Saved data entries
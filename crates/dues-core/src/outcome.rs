//! # Operation Outcomes
//!
//! Result payloads of the ledger operations, shaped for the admin UI.
//!
//! Every mutating operation answers with [`LedgerOutcome`], which keeps
//! "nothing happened" apart from "it failed" (an `Err`) and from "it worked"
//! (`Applied`).

use serde::{Deserialize, Serialize};
use ts_rs::TS;

use crate::money::Money;
use crate::month::BillingMonth;
use crate::reconcile::DuesState;
use crate::types::BillingModel;

// =============================================================================
// Ledger Outcome
// =============================================================================

/// Outcome of a mutating ledger operation.
#[derive(Debug, Clone, PartialEq, Eq, Serialize, Deserialize)]
#[serde(tag = "status", content = "detail", rename_all = "snake_case")]
pub enum LedgerOutcome<T> {
    /// State changed and was committed.
    Applied(T),
    /// Nothing to do; no state was touched.
    NoChange(NoChangeReason),
}

impl<T> LedgerOutcome<T> {
    pub fn is_applied(&self) -> bool {
        matches!(self, LedgerOutcome::Applied(_))
    }

    /// The applied payload, if any.
    pub fn applied(self) -> Option<T> {
        match self {
            LedgerOutcome::Applied(value) => Some(value),
            LedgerOutcome::NoChange(_) => None,
        }
    }

    pub fn no_change_reason(&self) -> Option<NoChangeReason> {
        match self {
            LedgerOutcome::Applied(_) => None,
            LedgerOutcome::NoChange(reason) => Some(*reason),
        }
    }

    /// Maps the applied payload, keeping the no-change reason.
    pub fn map<U, F>(self, f: F) -> LedgerOutcome<U>
    where
        F: FnOnce(T) -> U,
    {
        match self {
            LedgerOutcome::Applied(value) => LedgerOutcome::Applied(f(value)),
            LedgerOutcome::NoChange(reason) => LedgerOutcome::NoChange(reason),
        }
    }
}

/// Why an operation left the ledger untouched.
#[derive(Debug, Clone, Copy, PartialEq, Eq, Serialize, Deserialize, TS)]
#[ts(export)]
#[serde(rename_all = "snake_case")]
pub enum NoChangeReason {
    /// No qualifying events, so the owed amount is zero.
    NothingOwed,
    /// Every owed event is already covered.
    AlreadySettled,
    /// No dues record (or no transaction) to reverse.
    NothingToReverse,
}

// =============================================================================
// Payloads
// =============================================================================

/// Result of `mark_paid_fixed`.
#[derive(Debug, Clone, PartialEq, Eq, Serialize, Deserialize, TS)]
#[ts(export)]
pub struct FixedPosting {
    /// Amount of the new transaction; zero when only flags were repaired.
    pub posted_amount: Money,
    /// False when an identical transaction already existed.
    pub transaction_posted: bool,
    /// Attendance flags switched to paid by this call.
    pub flags_marked: i64,
    pub new_total: Money,
}

/// Result of `mark_paid_single`.
#[derive(Debug, Clone, PartialEq, Eq, Serialize, Deserialize, TS)]
#[ts(export)]
pub struct SinglePosting {
    /// Events paid for by this call, after clamping.
    pub posted_count: i64,
    pub posted_amount: Money,
    pub new_total: Money,
}

/// Result of `cancel_fixed_payment`.
#[derive(Debug, Clone, PartialEq, Eq, Serialize, Deserialize, TS)]
#[ts(export)]
pub struct FixedReversal {
    pub reversed_amount: Money,
    pub transactions_removed: i64,
    pub flags_reopened: i64,
}

/// Result of `cancel_last_single_payment`.
#[derive(Debug, Clone, PartialEq, Eq, Serialize, Deserialize, TS)]
#[ts(export)]
pub struct SingleReversal {
    pub reversed_count: i64,
    pub reversed_amount: Money,
    /// Zero when the dues record was deleted.
    pub new_total: Money,
}

/// Result of `mark_paid`, tagged by the member's billing model.
#[derive(Debug, Clone, PartialEq, Eq, Serialize, Deserialize, TS)]
#[ts(export)]
#[serde(tag = "model", rename_all = "snake_case")]
pub enum DuesPosting {
    Fixed(FixedPosting),
    Single(SinglePosting),
}

/// Result of `cancel_payment`, tagged by the member's billing model.
#[derive(Debug, Clone, PartialEq, Eq, Serialize, Deserialize, TS)]
#[ts(export)]
#[serde(tag = "model", rename_all = "snake_case")]
pub enum DuesReversal {
    Fixed(FixedReversal),
    Single(SingleReversal),
}

// =============================================================================
// Monthly Summary
// =============================================================================

/// Read-only dues position of one member for one month.
#[derive(Debug, Clone, PartialEq, Eq, Serialize, Deserialize, TS)]
#[ts(export)]
pub struct MonthlySummary {
    pub member_id: String,
    pub display_name: String,
    #[ts(as = "String")]
    pub month: BillingMonth,
    pub billing_model: BillingModel,
    pub unit_fee: Money,
    /// Billable events (scheduled for FIXED, registered for SINGLE).
    pub owed_count: i64,
    pub owed: Money,
    pub paid: Money,
    /// `owed - paid`, floored at zero.
    pub outstanding: Money,
    /// Events covered by the ledger.
    pub paid_count: i64,
    /// Attendance flags currently marked paid.
    pub paid_flags: i64,
    pub state: DuesState,
}

impl MonthlySummary {
    pub fn is_outstanding(&self) -> bool {
        self.outstanding.is_positive()
    }
}

#[cfg(test)]
mod tests {
    use super::*;

    #[test]
    fn test_outcome_json_shape() {
        let applied: LedgerOutcome<SinglePosting> = LedgerOutcome::Applied(SinglePosting {
            posted_count: 3,
            posted_amount: Money::from_cents(660),
            new_total: Money::from_cents(660),
        });
        let json = serde_json::to_value(&applied).unwrap();
        assert_eq!(json["status"], "applied");
        assert_eq!(json["detail"]["posted_count"], 3);

        let noop: LedgerOutcome<SinglePosting> =
            LedgerOutcome::NoChange(NoChangeReason::AlreadySettled);
        let json = serde_json::to_value(&noop).unwrap();
        assert_eq!(json["status"], "no_change");
        assert_eq!(json["detail"], "already_settled");
    }

    #[test]
    fn test_outcome_accessors() {
        let applied: LedgerOutcome<i64> = LedgerOutcome::Applied(7);
        assert!(applied.is_applied());
        assert_eq!(applied.no_change_reason(), None);
        assert_eq!(applied.applied(), Some(7));

        let noop: LedgerOutcome<i64> = LedgerOutcome::NoChange(NoChangeReason::NothingOwed);
        assert_eq!(noop.no_change_reason(), Some(NoChangeReason::NothingOwed));
        assert_eq!(noop.applied(), None);
    }

    #[test]
    fn test_map_keeps_reason() {
        let noop: LedgerOutcome<SinglePosting> =
            LedgerOutcome::NoChange(NoChangeReason::NothingOwed);
        let mapped = noop.map(DuesPosting::Single);
        assert_eq!(mapped.no_change_reason(), Some(NoChangeReason::NothingOwed));

        let applied = LedgerOutcome::Applied(FixedReversal {
            reversed_amount: Money::from_cents(720),
            transactions_removed: 1,
            flags_reopened: 2,
        })
        .map(DuesReversal::Fixed);
        let json = serde_json::to_value(&applied).unwrap();
        assert_eq!(json["detail"]["model"], "fixed");
        assert_eq!(json["detail"]["transactions_removed"], 1);
    }
}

- _WORK REQUIRED_: Set down, exactly as they stand above, the lines starting with the line with "#[cfg(test)]" and going on through the line with "let noop: LedgerOutcome<i64>", and no others.

- _EXERCISE OUTPUT_:
#[cfg(test)]
mod tests {
    use super::*;

    #[test]
    fn test_outcome_json_shape() {
        let applied: LedgerOutcome<SinglePosting> = LedgerOutcome::Applied(SinglePosting {
            posted_count: 3,
            posted_amount: Money::from_cents(660),
            new_total: Money::from_cents(660),
        });
        let json = serde_json::to_value(&applied).unwrap();
        assert_eq!(json["status"], "applied");
        assert_eq!(json["detail"]["posted_count"], 3);

        let noop: LedgerOutcome<SinglePosting> =
            LedgerOutcome::NoChange(NoChangeReason::AlreadySettled);
        let json = serde_json::to_value(&noop).unwrap();
        assert_eq!(json["status"], "no_change");
        assert_eq!(json["detail"], "already_settled");
    }

    #[test]
    fn test_outcome_accessors() {
        let applied: LedgerOutcome<i64> = LedgerOutcome::Applied(7);
        assert!(applied.is_applied());
        assert_eq!(applied.no_change_reason(), None);
        assert_eq!(applied.applied(), Some(7));

        let noop: LedgerOutcome<i64> = LedgerOutcome::NoChange(NoChangeReason::NothingOwed);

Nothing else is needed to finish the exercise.